### Task instructions
Reduce the material below to its lines containing "enumerate".

### Stored data ###

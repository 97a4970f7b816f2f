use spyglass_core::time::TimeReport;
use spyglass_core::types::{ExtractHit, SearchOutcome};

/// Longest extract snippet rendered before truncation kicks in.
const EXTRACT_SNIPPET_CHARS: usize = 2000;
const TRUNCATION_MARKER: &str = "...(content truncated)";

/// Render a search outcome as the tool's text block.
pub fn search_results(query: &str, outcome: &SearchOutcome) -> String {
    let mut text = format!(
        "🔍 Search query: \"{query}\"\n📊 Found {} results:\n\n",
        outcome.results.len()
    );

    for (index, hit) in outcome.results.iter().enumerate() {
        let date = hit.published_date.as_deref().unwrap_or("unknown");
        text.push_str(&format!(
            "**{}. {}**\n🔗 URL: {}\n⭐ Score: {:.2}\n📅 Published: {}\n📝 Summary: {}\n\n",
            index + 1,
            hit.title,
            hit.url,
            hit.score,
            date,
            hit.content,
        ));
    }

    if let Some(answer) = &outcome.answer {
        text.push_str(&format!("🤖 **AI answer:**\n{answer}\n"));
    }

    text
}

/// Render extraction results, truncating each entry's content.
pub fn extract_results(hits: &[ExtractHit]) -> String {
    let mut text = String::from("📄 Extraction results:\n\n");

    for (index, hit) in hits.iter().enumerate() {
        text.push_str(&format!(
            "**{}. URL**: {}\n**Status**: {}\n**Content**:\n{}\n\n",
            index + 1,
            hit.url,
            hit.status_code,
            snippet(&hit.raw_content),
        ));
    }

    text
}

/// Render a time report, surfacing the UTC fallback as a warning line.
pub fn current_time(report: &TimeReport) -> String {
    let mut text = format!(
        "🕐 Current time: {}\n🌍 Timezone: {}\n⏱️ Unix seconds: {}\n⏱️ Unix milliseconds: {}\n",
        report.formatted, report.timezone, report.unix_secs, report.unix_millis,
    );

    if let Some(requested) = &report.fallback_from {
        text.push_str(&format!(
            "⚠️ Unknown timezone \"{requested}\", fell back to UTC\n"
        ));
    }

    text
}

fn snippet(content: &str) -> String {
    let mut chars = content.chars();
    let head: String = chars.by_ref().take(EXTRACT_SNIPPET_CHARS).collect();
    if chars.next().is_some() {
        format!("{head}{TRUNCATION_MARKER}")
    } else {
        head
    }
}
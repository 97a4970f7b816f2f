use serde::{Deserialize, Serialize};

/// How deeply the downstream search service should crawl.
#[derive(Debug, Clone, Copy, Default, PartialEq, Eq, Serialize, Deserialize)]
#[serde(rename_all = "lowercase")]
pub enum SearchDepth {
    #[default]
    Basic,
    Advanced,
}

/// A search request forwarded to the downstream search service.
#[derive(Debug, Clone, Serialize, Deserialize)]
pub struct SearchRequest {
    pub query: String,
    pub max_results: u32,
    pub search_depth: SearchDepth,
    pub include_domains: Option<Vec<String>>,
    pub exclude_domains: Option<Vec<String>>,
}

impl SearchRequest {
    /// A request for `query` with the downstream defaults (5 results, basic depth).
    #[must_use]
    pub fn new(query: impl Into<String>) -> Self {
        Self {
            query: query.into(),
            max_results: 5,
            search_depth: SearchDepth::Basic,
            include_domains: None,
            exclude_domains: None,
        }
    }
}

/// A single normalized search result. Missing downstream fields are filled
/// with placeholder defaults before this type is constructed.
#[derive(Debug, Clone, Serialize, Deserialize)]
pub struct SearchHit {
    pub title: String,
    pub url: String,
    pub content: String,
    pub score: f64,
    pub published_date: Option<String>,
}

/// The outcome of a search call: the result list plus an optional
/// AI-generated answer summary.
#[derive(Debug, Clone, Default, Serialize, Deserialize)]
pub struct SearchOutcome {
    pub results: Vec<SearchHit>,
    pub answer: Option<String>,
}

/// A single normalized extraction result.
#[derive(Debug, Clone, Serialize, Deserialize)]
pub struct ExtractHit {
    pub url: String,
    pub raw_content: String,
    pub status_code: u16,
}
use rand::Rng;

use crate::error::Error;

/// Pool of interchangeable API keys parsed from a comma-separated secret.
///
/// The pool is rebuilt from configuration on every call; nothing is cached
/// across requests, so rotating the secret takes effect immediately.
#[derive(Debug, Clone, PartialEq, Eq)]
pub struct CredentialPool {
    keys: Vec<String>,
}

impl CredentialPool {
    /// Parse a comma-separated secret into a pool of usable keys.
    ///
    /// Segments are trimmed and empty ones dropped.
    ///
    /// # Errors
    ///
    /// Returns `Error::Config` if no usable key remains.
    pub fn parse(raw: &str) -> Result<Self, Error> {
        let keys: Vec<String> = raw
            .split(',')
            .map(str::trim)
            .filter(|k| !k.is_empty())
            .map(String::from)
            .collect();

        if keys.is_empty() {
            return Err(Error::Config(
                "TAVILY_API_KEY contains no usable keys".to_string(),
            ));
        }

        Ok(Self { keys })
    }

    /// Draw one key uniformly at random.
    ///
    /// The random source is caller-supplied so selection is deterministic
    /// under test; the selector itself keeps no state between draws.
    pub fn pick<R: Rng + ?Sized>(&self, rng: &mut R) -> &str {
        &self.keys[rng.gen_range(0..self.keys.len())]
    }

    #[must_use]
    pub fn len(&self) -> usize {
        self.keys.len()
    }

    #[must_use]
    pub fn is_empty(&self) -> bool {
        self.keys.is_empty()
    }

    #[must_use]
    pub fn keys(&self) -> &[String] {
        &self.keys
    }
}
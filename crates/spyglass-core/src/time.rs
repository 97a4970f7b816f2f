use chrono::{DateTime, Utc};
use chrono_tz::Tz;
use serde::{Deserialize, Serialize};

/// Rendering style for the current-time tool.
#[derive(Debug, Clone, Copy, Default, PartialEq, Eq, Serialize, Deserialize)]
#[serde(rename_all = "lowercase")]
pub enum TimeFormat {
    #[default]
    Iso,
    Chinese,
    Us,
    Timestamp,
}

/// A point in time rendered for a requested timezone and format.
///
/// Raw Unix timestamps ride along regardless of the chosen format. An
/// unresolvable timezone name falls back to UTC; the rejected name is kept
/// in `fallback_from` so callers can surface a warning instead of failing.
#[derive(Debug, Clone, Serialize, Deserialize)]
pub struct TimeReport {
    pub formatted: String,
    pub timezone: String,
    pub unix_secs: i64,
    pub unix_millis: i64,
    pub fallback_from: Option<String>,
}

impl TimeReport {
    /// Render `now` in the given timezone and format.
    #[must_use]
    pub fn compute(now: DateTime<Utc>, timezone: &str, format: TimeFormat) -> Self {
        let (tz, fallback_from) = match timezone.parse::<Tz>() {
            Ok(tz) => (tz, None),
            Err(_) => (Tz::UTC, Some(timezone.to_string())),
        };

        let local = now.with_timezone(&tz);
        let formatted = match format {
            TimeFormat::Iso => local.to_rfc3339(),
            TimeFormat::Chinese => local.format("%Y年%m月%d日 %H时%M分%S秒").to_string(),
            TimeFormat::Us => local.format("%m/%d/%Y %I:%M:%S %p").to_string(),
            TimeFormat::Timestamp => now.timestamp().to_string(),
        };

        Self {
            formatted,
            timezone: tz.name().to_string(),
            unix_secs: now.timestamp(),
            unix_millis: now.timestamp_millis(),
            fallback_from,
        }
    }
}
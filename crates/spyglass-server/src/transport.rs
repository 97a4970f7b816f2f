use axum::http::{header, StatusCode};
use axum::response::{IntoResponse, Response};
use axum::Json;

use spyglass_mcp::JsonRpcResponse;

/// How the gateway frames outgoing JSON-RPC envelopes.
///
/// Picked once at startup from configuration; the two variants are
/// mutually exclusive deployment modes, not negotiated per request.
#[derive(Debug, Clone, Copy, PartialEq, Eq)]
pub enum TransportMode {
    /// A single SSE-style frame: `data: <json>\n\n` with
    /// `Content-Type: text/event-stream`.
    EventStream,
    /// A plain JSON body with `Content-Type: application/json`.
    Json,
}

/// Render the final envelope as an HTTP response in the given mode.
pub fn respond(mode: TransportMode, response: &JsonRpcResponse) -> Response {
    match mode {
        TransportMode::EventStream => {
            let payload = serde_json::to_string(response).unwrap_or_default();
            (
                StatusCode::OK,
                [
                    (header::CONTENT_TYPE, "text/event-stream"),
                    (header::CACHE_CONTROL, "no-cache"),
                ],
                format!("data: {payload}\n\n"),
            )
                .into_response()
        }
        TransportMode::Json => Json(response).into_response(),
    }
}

###

### Output for this task
    for (index, hit) in outcome.results.iter().enumerate() {
    for (index, hit) in hits.iter().enumerate() {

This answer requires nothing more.